WHAT YOU NEED TO DO -
Print out the records below with nothing altered.

Start of RECORDS SHOWN

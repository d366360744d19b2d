use serde::Serialize;

mod meow;

pub use meow::MeowNotifier;

/// Outcome of one delivery attempt. Transport failures are data, not
/// errors: `http_status` 0 plus an error string, never a fault.
#[derive(Debug, Clone, Serialize)]
pub struct DeliveryResult {
    pub http_status: u16,
    #[serde(skip_serializing_if = "Option::is_none")]
    pub resp: Option<serde_json::Value>,
    #[serde(skip_serializing_if = "Option::is_none")]
    pub error: Option<String>,
}

impl DeliveryResult {
    pub fn delivered(http_status: u16, resp: serde_json::Value) -> Self {
        Self {
            http_status,
            resp: Some(resp),
            error: None,
        }
    }

    pub fn transport_failure(error: impl Into<String>) -> Self {
        Self {
            http_status: 0,
            resp: None,
            error: Some(error.into()),
        }
    }
}

/// Push-notification gateway configuration.
#[derive(Debug, Clone)]
pub struct MeowConfig {
    /// Default recipient nickname; must already exist on the gateway.
    pub nickname: String,
    pub api_base: String,
    pub default_title: String,
    pub default_jump_url: Option<String>,
    pub timeout_seconds: u64,
}

impl Default for MeowConfig {
    fn default() -> Self {
        Self {
            nickname: String::new(),
            api_base: "https://api.chuckfang.com".to_string(),
            default_title: "MeoW".to_string(),
            default_jump_url: None,
            timeout_seconds: 10,
        }
    }
}

impl MeowConfig {
    /// Load gateway configuration from environment variables.
    pub fn from_env() -> Self {
        let defaults = Self::default();
        Self {
            nickname: std::env::var("MEOW_NICKNAME").unwrap_or(defaults.nickname),
            api_base: std::env::var("MEOW_API_BASE").unwrap_or(defaults.api_base),
            default_title: std::env::var("DEFAULT_TITLE").unwrap_or(defaults.default_title),
            default_jump_url: std::env::var("DEFAULT_JUMP_URL")
                .ok()
                .filter(|v| !v.is_empty()),
            timeout_seconds: std::env::var("NOTIFY_TIMEOUT")
                .ok()
                .and_then(|v| v.parse().ok())
                .unwrap_or(defaults.timeout_seconds),
        }
    }
}

/// External collaborator boundary: accepts (recipient, title, message,
/// link) and reports a delivery outcome. Never mutated by the core.
#[async_trait::async_trait]
pub trait NotificationGateway: Send + Sync {
    async fn notify(
        &self,
        nickname: &str,
        title: &str,
        message: &str,
        link: Option<&str>,
    ) -> DeliveryResult;
}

End of RECORDS SHOWN

REPLY -
repository d366360744d19b2d
use serde::Serialize;

mod meow;

pub use meow::MeowNotifier;

/// Outcome of one delivery attempt. Transport failures are data, not
/// errors: `http_status` 0 plus an error string, never a fault.
#[derive(Debug, Clone, Serialize)]
pub struct DeliveryResult {
    pub http_status: u16,
    #[serde(skip_serializing_if = "Option::is_none")]
    pub resp: Option<serde_json::Value>,
    #[serde(skip_serializing_if = "Option::is_none")]
    pub error: Option<String>,
}

impl DeliveryResult {
    pub fn delivered(http_status: u16, resp: serde_json::Value) -> Self {
        Self {
            http_status,
            resp: Some(resp),
            error: None,
        }
    }

    pub fn transport_failure(error: impl Into<String>) -> Self {
        Self {
            http_status: 0,
            resp: None,
            error: Some(error.into()),
        }
    }
}

/// Push-notification gateway configuration.
#[derive(Debug, Clone)]
pub struct MeowConfig {
    /// Default recipient nickname; must already exist on the gateway.
    pub nickname: String,
    pub api_base: String,
    pub default_title: String,
    pub default_jump_url: Option<String>,
    pub timeout_seconds: u64,
}

impl Default for MeowConfig {
    fn default() -> Self {
        Self {
            nickname: String::new(),
            api_base: "https://api.chuckfang.com".to_string(),
            default_title: "MeoW".to_string(),
            default_jump_url: None,
            timeout_seconds: 10,
        }
    }
}

impl MeowConfig {
    /// Load gateway configuration from environment variables.
    pub fn from_env() -> Self {
        let defaults = Self::default();
        Self {
            nickname: std::env::var("MEOW_NICKNAME").unwrap_or(defaults.nickname),
            api_base: std::env::var("MEOW_API_BASE").unwrap_or(defaults.api_base),
            default_title: std::env::var("DEFAULT_TITLE").unwrap_or(defaults.default_title),
            default_jump_url: std::env::var("DEFAULT_JUMP_URL")
                .ok()
                .filter(|v| !v.is_empty()),
            timeout_seconds: std::env::var("NOTIFY_TIMEOUT")
                .ok()
                .and_then(|v| v.parse().ok())
                .unwrap_or(defaults.timeout_seconds),
        }
    }
}

/// External collaborator boundary: accepts (recipient, title, message,
/// link) and reports a delivery outcome. Never mutated by the core.
#[async_trait::async_trait]
pub trait NotificationGateway: Send + Sync {
    async fn notify(
        &self,
        nickname: &str,
        title: &str,
        message: &str,
        link: Option<&str>,
    ) -> DeliveryResult;
}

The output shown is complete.